The private sector hasn’t disappointed either when it comes to supporting Buffalo’s rebuild. Located on the site of the old GLF Mills on the Buffalo River, Buffalo RiverWorks is another popular waterfront destination in an area that was previously a manufacturing ghost town. It was the first privately-funded waterfront project and now hosts a full-service restaurant, four bars, concert venue, banquet space, and hockey rinks. There are also plans to build a brewery on the premises, which would take advantage of the former grain silos located on the property. This is just one instance of how local Buffalonians are taking part in their city’s rebirth, and we can be certain this is just the beginning.
Buffalo Means Business
In light of the billions of dollars being pumped into the region, there have been extensive business development projects taking shape. By far the most notable is the Buffalo Niagara Medical Campus (BNMC), a collaboration between several downtown institutions, including Kaleida Health, Roswell Park Cancer Institute, University at Buffalo, and Upstate New York Transplant Services (Unyts). The BNMC brings together Buffalo’s world-renowned medical community of students, doctors, and researchers, and they expect to have 17,000 people working on the medical campus by 2017.
Source: Buffalo Billion
Also bringing growth to the region is the state’s START-UP NY initiative, which was launched in 2013 as an incentive for entrepreneurs and small business owners to bring their business to New York State and operate tax-free for 10 years. There are locations across the state strategically placed near college campuses for businesses to establish their headquarters, providing opportunities to recent grads looking for work. Since the program’s beginning, over 70 companies have come to Western New York, bringing jobs and financial support to the city.

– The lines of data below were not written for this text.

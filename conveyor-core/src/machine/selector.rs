//! Choosing the next issue to work on
//!
//! Eligibility is fixed: a task must be READY and every one of its
//! dependencies must be present in the feature and DONE. Ranking among
//! eligible tasks is pluggable through [`IssueSelector::score`].

use std::collections::{BTreeMap, HashMap};

use crate::model::{TaskRef, TaskSize, TaskStage};

/// Ranks eligible tasks; the highest score wins, ties go to task order
pub trait IssueSelector: Send + Sync {
    /// Priority of a task; higher is picked first
    fn score(&self, task: &TaskRef) -> f64;

    /// Keep the tasks whose dependencies are all present and DONE
    fn filter_unblocked<'a>(&self, tasks: &[&'a TaskRef], all_tasks: &[TaskRef]) -> Vec<&'a TaskRef> {
        let stages: HashMap<u64, TaskStage> = all_tasks
            .iter()
            .map(|t| (t.issue_number, t.stage))
            .collect();
        tasks
            .iter()
            .copied()
            .filter(|task| {
                task.dependencies
                    .iter()
                    .all(|dep| stages.get(dep) == Some(&TaskStage::Done))
            })
            .collect()
    }

    /// Highest-scoring task, first occurrence on ties
    fn select<'a>(&self, tasks: &[&'a TaskRef]) -> Option<&'a TaskRef> {
        let mut best: Option<(&'a TaskRef, f64)> = None;
        for &task in tasks {
            let score = self.score(task);
            let score = if score.is_nan() { f64::NEG_INFINITY } else { score };
            match best {
                Some((_, top)) if score <= top => {}
                _ => best = Some((task, score)),
            }
        }
        best.map(|(task, _)| task)
    }
}

/// Weighted preference for small, valuable, low-risk tasks
#[derive(Debug, Clone, Copy, PartialEq)]
pub struct PriorityScorer {
    pub size_weight: f64,
    pub value_weight: f64,
    pub risk_weight: f64,
}

impl Default for PriorityScorer {
    fn default() -> Self {
        Self {
            size_weight: 0.3,
            value_weight: 0.5,
            risk_weight: 0.2,
        }
    }
}

impl PriorityScorer {
    /// Preference for a size estimate; unknown sizes sit in the middle
    pub fn size_score(size: Option<TaskSize>) -> f64 {
        match size {
            Some(TaskSize::Xs) => 1.0,
            Some(TaskSize::S) => 0.8,
            Some(TaskSize::M) => 0.6,
            Some(TaskSize::L) => 0.4,
            Some(TaskSize::Xl) => 0.2,
            None => 0.5,
        }
    }
}

/// Clamp to [0, 1]; anything non-finite counts as 0
fn unit(value: f64) -> f64 {
    if value.is_finite() {
        value.clamp(0.0, 1.0)
    } else {
        0.0
    }
}

impl IssueSelector for PriorityScorer {
    fn score(&self, task: &TaskRef) -> f64 {
        self.size_weight * Self::size_score(task.estimated_size)
            + self.value_weight * unit(task.business_value_score)
            + self.risk_weight * (1.0 - unit(task.technical_risk_score))
    }
}

/// Find a dependency cycle among the tasks, if there is one
///
/// The cycle is returned as the issue numbers along it, starting and ending
/// with the same issue. Dependencies on issues outside `tasks` are ignored.
pub fn find_dependency_cycle(tasks: &[TaskRef]) -> Option<Vec<u64>> {
    #[derive(Clone, Copy, PartialEq)]
    enum Mark {
        Visiting,
        Done,
    }

    fn visit(
        issue: u64,
        graph: &BTreeMap<u64, Vec<u64>>,
        marks: &mut HashMap<u64, Mark>,
        path: &mut Vec<u64>,
    ) -> Option<Vec<u64>> {
        marks.insert(issue, Mark::Visiting);
        path.push(issue);

        for &dep in graph.get(&issue).into_iter().flatten() {
            if !graph.contains_key(&dep) {
                continue;
            }
            match marks.get(&dep) {
                Some(Mark::Visiting) => {
                    let start = path.iter().position(|&n| n == dep).unwrap_or(0);
                    let mut cycle = path[start..].to_vec();
                    cycle.push(dep);
                    return Some(cycle);
                }
                Some(Mark::Done) => {}
                None => {
                    if let Some(cycle) = visit(dep, graph, marks, path) {
                        return Some(cycle);
                    }
                }
            }
        }

        path.pop();
        marks.insert(issue, Mark::Done);
        None
    }

    let graph: BTreeMap<u64, Vec<u64>> = tasks
        .iter()
        .map(|t| (t.issue_number, t.dependencies.iter().copied().collect()))
        .collect();
    let mut marks = HashMap::new();

    for task in tasks {
        if marks.contains_key(&task.issue_number) {
            continue;
        }
        let mut path = Vec::new();
        if let Some(cycle) = visit(task.issue_number, &graph, &mut marks, &mut path) {
            return Some(cycle);
        }
    }
    None
}
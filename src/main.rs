use anyhow::{anyhow, Context};
use clap::Parser;
use log::{error, info, warn};
use monitor_tree::config::Config;
use monitor_tree::error::IngestError;
use monitor_tree::events::LeafStateChange;
use monitor_tree::processor::{read_events, EventProcessor};
use monitor_tree::telemetry::{self, LogSink, TelemetrySink};
use std::fs::File;
use std::io::{self, BufReader};
use std::path::PathBuf;
use std::sync::mpsc::{self, RecvTimeoutError, Sender};
use std::sync::Arc;
use std::time::Duration;
use tokio::sync::watch;

type IngestResult = Result<LeafStateChange, IngestError>;

/// Command-line arguments for the monitor tree engine
#[derive(Parser)]
#[command(
    name = "monitor-tree",
    about = "Health monitor tree engine",
    long_about = "Reads leaf monitor state changes as JSON lines, resolves each monitor \
                  instance up its configured parent chain, and keeps aggregate health \
                  for every node of the tree."
)]
struct Cli {
    /// Path to configuration file
    #[arg(
        short,
        long,
        value_name = "FILE",
        help = "Configuration file path (TOML format)"
    )]
    config: Option<PathBuf>,

    /// Leaf state change stream
    #[arg(
        short,
        long,
        value_name = "FILE",
        help = "JSON lines file of leaf state changes (defaults to stdin)"
    )]
    events: Option<PathBuf>,

    /// Enable verbose logging
    #[arg(
        short,
        long,
        help = "Enable verbose logging output (sets RUST_LOG=debug)"
    )]
    verbose: bool,
}

impl Cli {
    /// Validate the CLI arguments
    ///
    /// A missing configuration file is allowed and falls back to defaults; a
    /// missing event file is not.
    fn validate(&self) -> Result<(), String> {
        if let Some(ref config_path) = self.config {
            if config_path.exists() {
                if !config_path.is_file() {
                    return Err(format!(
                        "Configuration path is not a file: {}",
                        config_path.display()
                    ));
                }

                if let Some(extension) = config_path.extension() {
                    if extension != "toml" {
                        warn!(
                            "Configuration file does not have .toml extension: {}",
                            config_path.display()
                        );
                    }
                }
            }
        }

        if let Some(ref events_path) = self.events {
            if !events_path.is_file() {
                return Err(format!(
                    "Event stream is not a readable file: {}",
                    events_path.display()
                ));
            }
        }

        Ok(())
    }
}

/// Spawn the thread that parses the event stream and forwards it
///
/// The thread blocks on reads, so it is detached rather than joined.
fn spawn_reader_thread(events: Option<PathBuf>, sender: Sender<IngestResult>) -> io::Result<()> {
    let file = events.as_ref().map(File::open).transpose()?;

    std::thread::spawn(move || {
        info!("Event reader thread started");

        let results: Box<dyn Iterator<Item = IngestResult>> = match file {
            Some(file) => Box::new(read_events(BufReader::new(file))),
            None => Box::new(read_events(io::stdin().lock())),
        };

        for result in results {
            if sender.send(result).is_err() {
                break;
            }
        }

        info!("Event reader thread stopped");
    });

    Ok(())
}

fn run(cli: Cli) -> anyhow::Result<()> {
    cli.validate().map_err(|e| anyhow!("Invalid arguments: {}", e))?;

    let config = Config::load(cli.config.as_deref()).context("Failed to load configuration")?;
    let mut processor =
        EventProcessor::from_config(&config).context("Invalid monitor configuration")?;

    let runtime = tokio::runtime::Runtime::new().context("Failed to start async runtime")?;
    let sink: Arc<dyn TelemetrySink> = Arc::new(LogSink::new());
    let (telemetry_handle, rollup) = telemetry::channel(config.rollup_settings(), sink);
    let (stop_sender, stop_receiver) = watch::channel(false);
    let rollup_task = runtime.spawn(rollup.run(stop_receiver));
    processor = processor.with_telemetry(telemetry_handle);

    let (shutdown_sender, shutdown_receiver) = mpsc::channel();
    ctrlc::set_handler(move || {
        info!("Received interrupt signal (SIGINT), shutting down gracefully...");
        if let Err(e) = shutdown_sender.send(()) {
            error!("Failed to send shutdown signal: {}", e);
        }
    })
    .context("Error setting SIGINT handler for graceful shutdown")?;

    let (event_sender, event_receiver) = mpsc::channel();
    spawn_reader_thread(cli.events.clone(), event_sender).context("Failed to open event stream")?;

    info!("Monitor tree engine is running. Press Ctrl+C to stop.");

    loop {
        if shutdown_receiver.try_recv().is_ok() {
            info!("Shutdown requested");
            break;
        }

        match event_receiver.recv_timeout(Duration::from_millis(100)) {
            Ok(Ok(event)) => {
                processor.handle(&event);
            }
            Ok(Err(e)) => warn!("Skipping malformed event: {}", e),
            Err(RecvTimeoutError::Timeout) => {}
            Err(RecvTimeoutError::Disconnected) => {
                info!("Event stream ended");
                break;
            }
        }
    }

    let stats = processor.stats();
    info!(
        "Processed {} events, dropped {}",
        stats.processed, stats.dropped
    );
    for root in processor.store().roots() {
        info!(
            "{} [{}]: {:?} ({} children)",
            root.monitor_id,
            root.instance_id,
            root.state,
            root.children.len()
        );
    }

    drop(processor);
    let _ = stop_sender.send(true);
    runtime
        .block_on(rollup_task)
        .context("Telemetry rollup task failed")?;

    info!("Monitor tree engine shutdown complete");
    Ok(())
}

fn main() {
    let cli = Cli::parse();

    if cli.verbose {
        std::env::set_var("RUST_LOG", "debug");
    }
    env_logger::init();

    info!("Starting monitor tree engine");

    if let Err(e) = run(cli) {
        error!("{:#}", e);
        std::process::exit(1);
    }
}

Local Millennials Are Here to Stay
Unlike the “brain drain” of the late 1990s and early 2000s, where college grads flocked from Buffalo to look for jobs elsewhere and the population of residents ages 20-34 dropped 28%, the number of millennials in the region today is on the rise. From 2006-2012, the millennial population increased by 10%, with more people choosing to stay in the area after graduation or coming back after initially moving away.
While moving to larger cities like New York or areas like Silicon Valley offers plenty of opportunities, these places usually have a significantly higher cost of living than Buffalo – a cost that often isn’t fully compensated by higher wages. This is encouraging people to move to cities like Buffalo, where the cost of living is lower, owning a home is more feasible, and workday commutes aren’t nearly as stressful or time-consuming. Since 2000, the number of college grads ages 25-34 living within a 3-mile radius of downtown Buffalo has risen 34%, one of the highest percentages among the country’s largest metro areas. So not only is Western New York full of opportunities for the youngest members of the workforce, it’s an affordable and desirable place to live, too.
Feeling the “Buffalove”
Like many cities across the country, Buffalo has experienced significant economic ups and downs over the years. But after one of the worst economic downturns in history, the city is rising up again. From more employment opportunities to activities for residents of all ages, there is more to love about Buffalo than ever before.
So don’t count us out just yet – this is just the beginning.